Had a little look at the the blog just before going.Yesterday,when I put all that stuff on from "Sufistic" all my links and profile had moved right down to beside the last post and also the text was jammed up against the left-hand margin.Today there are no links or anything!
The html in the template looks a mess and maybe it would just be best to change the whole template.They always say,when one is setting up a blog,that it is easy to change it later.I hope that is true! I have enured myself to the idea that I might lose everything,but I don't think I can sort out that mess myself.I could just try one more go to copy and paste the links bit in again .. I don't have too much faith in that though as I already tried that last night.

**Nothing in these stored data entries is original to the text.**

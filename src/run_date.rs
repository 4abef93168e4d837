use crate::error::{DailyFlowError, Result};
use serde::{Deserialize, Serialize};
use std::fmt;

/// The logical date a run represents, used verbatim as a directory name.
///
/// The value is never parsed as a calendar date. Construction only rejects
/// strings that would escape or split a single path segment.
#[derive(Debug, Clone, PartialEq, Eq, Hash, Serialize, Deserialize)]
#[serde(transparent)]
pub struct RunDate(String);

impl RunDate {
    pub fn parse(value: &str) -> Result<Self> {
        let invalid = |reason: &str| DailyFlowError::InvalidRunDate {
            value: value.to_string(),
            reason: reason.to_string(),
        };

        if value.is_empty() {
            return Err(invalid("must not be empty"));
        }
        if value == "." || value == ".." {
            return Err(invalid("must not be a relative directory reference"));
        }
        if value.contains('/') || value.contains('\\') {
            return Err(invalid("must not contain a path separator"));
        }
        if value.contains('\0') {
            return Err(invalid("must not contain NUL bytes"));
        }

        Ok(Self(value.to_string()))
    }

    /// Today's local date in the scheduler's `YYYY-MM-DD` form.
    pub fn today() -> Self {
        Self(chrono::Local::now().format("%Y-%m-%d").to_string())
    }

    pub fn as_str(&self) -> &str {
        &self.0
    }
}

impl fmt::Display for RunDate {
    fn fmt(&self, f: &mut fmt::Formatter<'_>) -> fmt::Result {
        f.write_str(&self.0)
    }
}

impl AsRef<str> for RunDate {
    fn as_ref(&self) -> &str {
        &self.0
    }
}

Meanwhile time is slipping by and I wanted to do loads more stuff both in the way of writing and links and maybe another blog and improve..or really,start, the EFT one.Oh well.Here goes!

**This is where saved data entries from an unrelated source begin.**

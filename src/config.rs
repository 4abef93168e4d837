use crate::error::{DailyFlowError, Result};
use serde::{Deserialize, Serialize};
use std::path::{Path, PathBuf};
use std::time::Duration;

#[derive(Debug, Clone, Default, Deserialize, Serialize)]
#[serde(default)]
pub struct Config {
    pub paths: PathsConfig,
    pub tool: ToolConfig,
    pub retry: RetryConfig,
    pub execution: ExecutionConfig,
}

/// Directory layout under the run root.
#[derive(Debug, Clone, Deserialize, Serialize)]
#[serde(default)]
pub struct PathsConfig {
    pub root: Option<PathBuf>,
    pub data_dir: String,
    pub csv_target: String,
    pub table_source: String,
    pub project_dir: String,
    pub manifest_file: String,
}

#[derive(Debug, Clone, Deserialize, Serialize)]
#[serde(default)]
pub struct ToolConfig {
    pub program: String,
    pub extra_args: Vec<String>,
    pub tap_prefix: String,
    pub target_prefix: String,
    pub destination_key: String,
    pub consolidation_tap: String,
    pub consolidation_target: String,
    pub manifest_key: String,
    pub timeout: u64,
}

#[derive(Debug, Clone, Deserialize, Serialize)]
#[serde(default)]
pub struct RetryConfig {
    pub retries: u32,
    pub delay: u64,
}

#[derive(Debug, Clone, Deserialize, Serialize)]
#[serde(default)]
pub struct ExecutionConfig {
    pub max_parallel: usize,
}

impl Default for PathsConfig {
    fn default() -> Self {
        Self {
            root: None,
            data_dir: "data".to_string(),
            csv_target: "csv/order_details".to_string(),
            table_source: "postgres-northwind".to_string(),
            project_dir: "indicium-challenge".to_string(),
            manifest_file: "config.json".to_string(),
        }
    }
}

impl Default for ToolConfig {
    fn default() -> Self {
        Self {
            program: "meltano".to_string(),
            extra_args: Vec::new(),
            tap_prefix: "tap-".to_string(),
            target_prefix: "target-".to_string(),
            destination_key: "destination_path".to_string(),
            consolidation_tap: "tap-destinos".to_string(),
            consolidation_target: "target-postgres".to_string(),
            manifest_key: "csv_files_definition".to_string(),
            timeout: 3600, // 1 hour per invocation
        }
    }
}

impl Default for RetryConfig {
    fn default() -> Self {
        Self {
            retries: 2,
            delay: 300, // 5 minutes
        }
    }
}

impl Default for ExecutionConfig {
    fn default() -> Self {
        Self {
            max_parallel: num_cpus::get(),
        }
    }
}

impl Config {
    pub fn new() -> Self {
        Self::default()
    }

    pub fn load_from_file<P: AsRef<Path>>(path: P) -> Result<Self> {
        let path = path.as_ref();

        if !path.exists() {
            return Err(DailyFlowError::Config {
                message: format!("Configuration file not found: {}", path.display()),
            });
        }

        let content = std::fs::read_to_string(path).map_err(|e| DailyFlowError::Config {
            message: format!("Failed to read config file {}: {}", path.display(), e),
        })?;

        let config: Config = toml::from_str(&content).map_err(|e| DailyFlowError::Config {
            message: format!("Failed to parse config file {}: {}", path.display(), e),
        })?;

        Ok(config)
    }

    pub fn load_with_defaults<P: AsRef<Path>>(config_path: Option<P>) -> Result<Self> {
        match config_path {
            Some(path) => Self::load_from_file(path),
            None => {
                let default_paths = ["dailyflow.toml", "dailyflow.config.toml", ".dailyflow.toml"];

                for default_path in &default_paths {
                    if Path::new(default_path).exists() {
                        return Self::load_from_file(default_path);
                    }
                }

                Ok(Self::default())
            }
        }
    }

    pub fn merge_with_cli_args(&mut self, cli_args: &CliOverrides) {
        if let Some(ref root) = cli_args.root {
            self.paths.root = Some(root.clone());
        }

        if let Some(ref program) = cli_args.program {
            self.tool.program = program.clone();
        }

        if let Some(retries) = cli_args.retries {
            self.retry.retries = retries;
        }

        if let Some(delay) = cli_args.retry_delay {
            self.retry.delay = delay;
        }

        if let Some(max_parallel) = cli_args.max_parallel {
            self.execution.max_parallel = max_parallel;
        }

        if let Some(timeout) = cli_args.timeout {
            self.tool.timeout = timeout;
        }
    }

    /// Checks the settings that do not depend on the filesystem.
    ///
    /// A missing root is reported separately by [`Config::root`] so that
    /// `--generate-config` and `--dry-run` can still inspect everything else.
    pub fn validate(&self) -> Result<()> {
        if self.tool.program.trim().is_empty() {
            return Err(DailyFlowError::Config {
                message: "Tool program must not be empty".to_string(),
            });
        }

        if self.tool.timeout == 0 {
            return Err(DailyFlowError::Config {
                message: "Tool timeout must be greater than 0".to_string(),
            });
        }

        if self.execution.max_parallel == 0 {
            return Err(DailyFlowError::Config {
                message: "max_parallel must be greater than 0".to_string(),
            });
        }

        for (name, value) in [
            ("data_dir", &self.paths.data_dir),
            ("csv_target", &self.paths.csv_target),
            ("table_source", &self.paths.table_source),
            ("project_dir", &self.paths.project_dir),
            ("manifest_file", &self.paths.manifest_file),
        ] {
            if value.trim().is_empty() {
                return Err(DailyFlowError::Config {
                    message: format!("paths.{} must not be empty", name),
                });
            }
        }

        Ok(())
    }

    /// The resolved root directory; absence is fatal for the whole run.
    pub fn root(&self) -> Result<&Path> {
        self.paths
            .root
            .as_deref()
            .filter(|p| !p.as_os_str().is_empty())
            .ok_or(DailyFlowError::MissingRoot)
    }

    pub fn data_path(&self) -> Result<PathBuf> {
        Ok(self.root()?.join(&self.paths.data_dir))
    }

    pub fn csv_target_path(&self) -> Result<PathBuf> {
        Ok(self.data_path()?.join(&self.paths.csv_target))
    }

    pub fn table_source_path(&self) -> Result<PathBuf> {
        Ok(self.data_path()?.join(&self.paths.table_source))
    }

    pub fn project_path(&self) -> Result<PathBuf> {
        Ok(self.root()?.join(&self.paths.project_dir))
    }

    pub fn manifest_path(&self) -> Result<PathBuf> {
        Ok(self.project_path()?.join(&self.paths.manifest_file))
    }

    pub fn tool_timeout_duration(&self) -> Duration {
        Duration::from_secs(self.tool.timeout)
    }

    pub fn retry_delay_duration(&self) -> Duration {
        Duration::from_secs(self.retry.delay)
    }

    pub fn create_sample_config() -> String {
        let mut sample_config = Self::default();
        sample_config.paths.root = Some(PathBuf::from("/srv/etl"));
        toml::to_string_pretty(&sample_config).unwrap_or_else(|_| String::new())
    }
}

#[derive(Debug, Default)]
pub struct CliOverrides {
    pub root: Option<PathBuf>,
    pub program: Option<String>,
    pub retries: Option<u32>,
    pub retry_delay: Option<u64>,
    pub max_parallel: Option<usize>,
    pub timeout: Option<u64>,
}

impl CliOverrides {
    pub fn new() -> Self {
        Self::default()
    }

    pub fn with_root(mut self, root: Option<PathBuf>) -> Self {
        self.root = root;
        self
    }

    pub fn with_program(mut self, program: Option<String>) -> Self {
        self.program = program;
        self
    }

    pub fn with_retries(mut self, retries: Option<u32>) -> Self {
        self.retries = retries;
        self
    }

    pub fn with_retry_delay(mut self, delay: Option<u64>) -> Self {
        self.retry_delay = delay;
        self
    }

    pub fn with_max_parallel(mut self, max_parallel: Option<usize>) -> Self {
        self.max_parallel = max_parallel;
        self
    }

    pub fn with_timeout(mut self, timeout: Option<u64>) -> Self {
        self.timeout = timeout;
        self
    }
}

#[cfg(test)]
mod tests {
    use super::*;
    use tempfile::NamedTempFile;

    #[test]
    fn test_default_config() {
        let config = Config::default();
        assert!(config.paths.root.is_none());
        assert_eq!(config.tool.program, "meltano");
        assert_eq!(config.retry.retries, 2);
        assert_eq!(config.retry.delay, 300);
        assert!(config.execution.max_parallel > 0);
    }

    #[test]
    fn test_missing_root_is_fatal() {
        let config = Config::default();
        assert!(config.validate().is_ok());
        assert!(matches!(config.root(), Err(DailyFlowError::MissingRoot)));
        assert!(matches!(config.manifest_path(), Err(DailyFlowError::MissingRoot)));
    }

    #[test]
    fn test_derived_paths() {
        let mut config = Config::default();
        config.paths.root = Some(PathBuf::from("/srv/etl"));

        assert_eq!(
            config.csv_target_path().unwrap(),
            PathBuf::from("/srv/etl/data/csv/order_details")
        );
        assert_eq!(
            config.table_source_path().unwrap(),
            PathBuf::from("/srv/etl/data/postgres-northwind")
        );
        assert_eq!(
            config.manifest_path().unwrap(),
            PathBuf::from("/srv/etl/indicium-challenge/config.json")
        );
    }

    #[test]
    fn test_config_validation() {
        let mut config = Config::default();
        config.tool.timeout = 0;
        assert!(config.validate().is_err());

        let mut config = Config::default();
        config.execution.max_parallel = 0;
        assert!(config.validate().is_err());

        let mut config = Config::default();
        config.paths.data_dir = " ".to_string();
        assert!(config.validate().is_err());
    }

    #[test]
    fn test_config_file_operations() {
        let mut config = Config::default();
        config.paths.root = Some(PathBuf::from("/srv/etl"));
        config.retry.retries = 5;
        let temp_file = NamedTempFile::new().unwrap();

        std::fs::write(temp_file.path(), toml::to_string_pretty(&config).unwrap()).unwrap();

        let loaded_config = Config::load_from_file(temp_file.path()).unwrap();
        assert_eq!(loaded_config.retry.retries, 5);
        assert_eq!(loaded_config.paths.root, Some(PathBuf::from("/srv/etl")));
    }

    #[test]
    fn test_partial_file_uses_defaults() {
        let temp_file = NamedTempFile::new().unwrap();
        std::fs::write(
            temp_file.path(),
            "[paths]\nroot = \"/data/etl\"\n\n[retry]\nretries = 0\n",
        )
        .unwrap();

        let config = Config::load_from_file(temp_file.path()).unwrap();
        assert_eq!(config.paths.root, Some(PathBuf::from("/data/etl")));
        assert_eq!(config.paths.table_source, "postgres-northwind");
        assert_eq!(config.retry.retries, 0);
        assert_eq!(config.retry.delay, 300);
        assert_eq!(config.tool.consolidation_target, "target-postgres");
    }

    #[test]
    fn test_cli_overrides() {
        let mut config = Config::default();

        let overrides = CliOverrides::new()
            .with_root(Some(PathBuf::from("/tmp/run")))
            .with_retries(Some(0))
            .with_timeout(Some(60));

        config.merge_with_cli_args(&overrides);

        assert_eq!(config.root().unwrap(), Path::new("/tmp/run"));
        assert_eq!(config.retry.retries, 0);
        assert_eq!(config.tool.timeout, 60);
        assert_eq!(config.tool.program, "meltano");
    }

    #[test]
    fn test_sample_config_generation() {
        let sample = Config::create_sample_config();
        assert!(sample.contains("[paths]"));
        assert!(sample.contains("[tool]"));
        assert!(sample.contains("[retry]"));
        assert!(sample.contains("[execution]"));
    }
}
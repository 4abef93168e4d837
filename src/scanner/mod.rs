pub mod source_scanner;

pub use source_scanner::{enumerate_sources, Source, SourceScanner};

.. 10.04.Hrs. Could do entries with times as I always used to in my diaries and MS Word diaries(often wonder wether I should have thrown them all away and wiped them off the disk,as is so often the case with that sort of thing,no-one wants to read them unless the person has become famous..however we all do it,especially bloggers,and if I ever got better,I mean really better,then there would have been interest at some psychological/therapeutical level,to see the development of a screwed up bugger like me,from the dark and tangled forest of emotions and mental contortions,to the daylight of a 'normal'person.)by editing the same post as I am doing now.

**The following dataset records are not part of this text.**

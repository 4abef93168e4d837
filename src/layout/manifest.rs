use crate::config::Config;
use crate::error::{DailyFlowError, Result};
use serde::{Deserialize, Serialize};
use std::fs;
use std::io::Write;
use std::path::{Path, PathBuf};
use tempfile::NamedTempFile;

/// Mode for a manifest written where none existed before.
#[cfg(unix)]
const NEW_MANIFEST_MODE: u32 = 0o644;

/// One consolidated output location, read by the final load step.
///
/// Field order is the serialized key order.
#[derive(Debug, Clone, PartialEq, Eq, Serialize, Deserialize)]
pub struct ManifestEntry {
    pub entity: String,
    pub path: String,
}

impl ManifestEntry {
    pub fn new<E: Into<String>, P: Into<String>>(entity: E, path: P) -> Self {
        Self {
            entity: entity.into(),
            path: path.into(),
        }
    }
}

pub struct ManifestWriter {
    path: PathBuf,
}

impl ManifestWriter {
    pub fn new<P: Into<PathBuf>>(path: P) -> Self {
        Self { path: path.into() }
    }

    pub fn from_config(config: &Config) -> Result<Self> {
        Ok(Self::new(config.manifest_path()?))
    }

    pub fn path(&self) -> &Path {
        &self.path
    }

    /// Replaces the manifest with `entries`, in order.
    ///
    /// The parent directory must already exist. Content goes to a temporary
    /// file next to the target first, so the previous manifest stays intact
    /// until the new one is complete. An existing manifest keeps its
    /// permissions; a new one is readable by everyone.
    pub fn write(&self, entries: &[ManifestEntry]) -> Result<&Path> {
        let parent = match self.path.parent() {
            Some(parent) if !parent.as_os_str().is_empty() => parent,
            _ => Path::new("."),
        };

        let mut content = serde_json::to_vec_pretty(entries)?;
        content.push(b'\n');

        let mut temp = NamedTempFile::new_in(parent).map_err(|e| self.error(e))?;
        if let Some(permissions) = self.target_permissions() {
            temp.as_file()
                .set_permissions(permissions)
                .map_err(|e| self.error(e))?;
        }
        temp.write_all(&content).map_err(|e| self.error(e))?;
        temp.as_file().sync_all().map_err(|e| self.error(e))?;
        temp.persist(&self.path).map_err(|e| self.error(e.error))?;

        log::info!(
            "Manifest written with {} entr{} to {}",
            entries.len(),
            if entries.len() == 1 { "y" } else { "ies" },
            self.path.display()
        );
        Ok(&self.path)
    }

    pub fn load(&self) -> Result<Vec<ManifestEntry>> {
        let content = fs::read(&self.path).map_err(|e| self.error(e))?;
        Ok(serde_json::from_slice(&content)?)
    }

    fn target_permissions(&self) -> Option<fs::Permissions> {
        match fs::metadata(&self.path) {
            Ok(metadata) => Some(metadata.permissions()),
            Err(_) => default_permissions(),
        }
    }

    fn error(&self, source: std::io::Error) -> DailyFlowError {
        DailyFlowError::Manifest {
            path: self.path.clone(),
            source,
        }
    }
}

#[cfg(unix)]
fn default_permissions() -> Option<fs::Permissions> {
    use std::os::unix::fs::PermissionsExt;
    Some(fs::Permissions::from_mode(NEW_MANIFEST_MODE))
}

#[cfg(not(unix))]
fn default_permissions() -> Option<fs::Permissions> {
    None
}

/// Serialize `entries` to the configured manifest location.
pub fn write_manifest(config: &Config, entries: &[ManifestEntry]) -> Result<PathBuf> {
    let writer = ManifestWriter::from_config(config)?;
    writer.write(entries)?;
    Ok(writer.path)
}

#[cfg(test)]
mod tests {
    use super::*;
    use tempfile::TempDir;

    fn sample() -> Vec<ManifestEntry> {
        vec![
            ManifestEntry::new("a", "p1"),
            ManifestEntry::new("b", "p2"),
        ]
    }

    #[test]
    fn test_written_manifest_parses_back() {
        let temp_dir = TempDir::new().unwrap();
        let writer = ManifestWriter::new(temp_dir.path().join("config.json"));

        writer.write(&sample()).unwrap();

        assert_eq!(writer.load().unwrap(), sample());
        let raw: serde_json::Value =
            serde_json::from_str(&fs::read_to_string(writer.path()).unwrap()).unwrap();
        assert_eq!(
            raw,
            serde_json::json!([
                {"entity": "a", "path": "p1"},
                {"entity": "b", "path": "p2"}
            ])
        );
    }

    #[test]
    fn test_key_order_is_entity_then_path() {
        let temp_dir = TempDir::new().unwrap();
        let writer = ManifestWriter::new(temp_dir.path().join("config.json"));
        writer.write(&[ManifestEntry::new("orders", "../data/x/orders/d")]).unwrap();

        let text = fs::read_to_string(writer.path()).unwrap();
        let entity_at = text.find("\"entity\"").unwrap();
        let path_at = text.find("\"path\"").unwrap();
        assert!(entity_at < path_at);
    }

    #[test]
    fn test_overwrite_is_byte_identical() {
        let temp_dir = TempDir::new().unwrap();
        let writer = ManifestWriter::new(temp_dir.path().join("config.json"));

        fs::write(writer.path(), b"stale content that is much longer than the new one").unwrap();
        writer.write(&sample()).unwrap();
        let first = fs::read(writer.path()).unwrap();
        writer.write(&sample()).unwrap();
        let second = fs::read(writer.path()).unwrap();

        assert_eq!(first, second);
        assert!(!String::from_utf8(first).unwrap().contains("stale"));
    }

    #[test]
    fn test_empty_manifest() {
        let temp_dir = TempDir::new().unwrap();
        let writer = ManifestWriter::new(temp_dir.path().join("config.json"));
        writer.write(&[]).unwrap();
        assert!(writer.load().unwrap().is_empty());
    }

    #[test]
    fn test_duplicates_are_kept() {
        let temp_dir = TempDir::new().unwrap();
        let writer = ManifestWriter::new(temp_dir.path().join("config.json"));
        let entries = vec![
            ManifestEntry::new("orders", "../data/csv/orders/d"),
            ManifestEntry::new("orders", "../data/postgres-northwind/orders/d"),
        ];
        writer.write(&entries).unwrap();
        assert_eq!(writer.load().unwrap().len(), 2);
    }

    #[cfg(unix)]
    fn mode_of(path: &Path) -> u32 {
        use std::os::unix::fs::PermissionsExt;
        fs::metadata(path).unwrap().permissions().mode() & 0o777
    }

    #[cfg(unix)]
    #[test]
    fn test_new_manifest_is_world_readable() {
        let temp_dir = TempDir::new().unwrap();
        let writer = ManifestWriter::new(temp_dir.path().join("config.json"));

        writer.write(&sample()).unwrap();
        assert_eq!(mode_of(writer.path()), 0o644);
    }

    #[cfg(unix)]
    #[test]
    fn test_rewrite_keeps_existing_mode() {
        use std::os::unix::fs::PermissionsExt;

        let temp_dir = TempDir::new().unwrap();
        let writer = ManifestWriter::new(temp_dir.path().join("config.json"));
        fs::write(writer.path(), b"[]").unwrap();
        fs::set_permissions(writer.path(), fs::Permissions::from_mode(0o640)).unwrap();

        writer.write(&sample()).unwrap();
        assert_eq!(mode_of(writer.path()), 0o640);

        fs::set_permissions(writer.path(), fs::Permissions::from_mode(0o644)).unwrap();
        writer.write(&sample()).unwrap();
        assert_eq!(mode_of(writer.path()), 0o644);
    }

    #[test]
    fn test_missing_directory_fails() {
        let temp_dir = TempDir::new().unwrap();
        let writer = ManifestWriter::new(temp_dir.path().join("absent/config.json"));

        let err = writer.write(&sample()).unwrap_err();
        assert!(matches!(err, DailyFlowError::Manifest { .. }));
        assert!(!temp_dir.path().join("absent").exists());
    }

    #[test]
    fn test_write_manifest_uses_configured_location() {
        let temp_dir = TempDir::new().unwrap();
        fs::create_dir_all(temp_dir.path().join("indicium-challenge")).unwrap();
        let mut config = Config::default();
        config.paths.root = Some(temp_dir.path().to_path_buf());

        let path = write_manifest(&config, &sample()).unwrap();
        assert_eq!(path, temp_dir.path().join("indicium-challenge/config.json"));
        assert!(path.is_file());
    }
}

Instead of changing the template I have simply re-ordered the same one and ...it worked!(At some point,if I have the time to get there and write today..and you,gentle reader, get the time or have the inclination to read it,I will be putting something on my EFT site about what went on this morning with some NLP which is part of EFT. and its possible results,but I'm keeping that for that place..and may well keep some of this for another place as I already indicated above .. pant,pant.)
Now.. the thing is,(1): I have to put the links back on the blog (as one loses all customisation when changing the template,though not the posts and photos,thank God!) and,(2): I want to see why the links are all at the bottom. I believe I have seen that on some other blogs,and,it could be due to a cock up on the blog,but,I think it is more to do with copying and pasting to the blog,and so I am probably going to experiment with deleting that long bit I put on from "Sufistic"..as it seemed to be after that that the problems started.(O.K.? !)
11.10.Hrs. (1): Links are back on and working. (2): Deleted long bit and blog looks the same as before ..great! ... now ..just need to edit the piece on philosophy or action and I'll be ready to do something on the EFT site.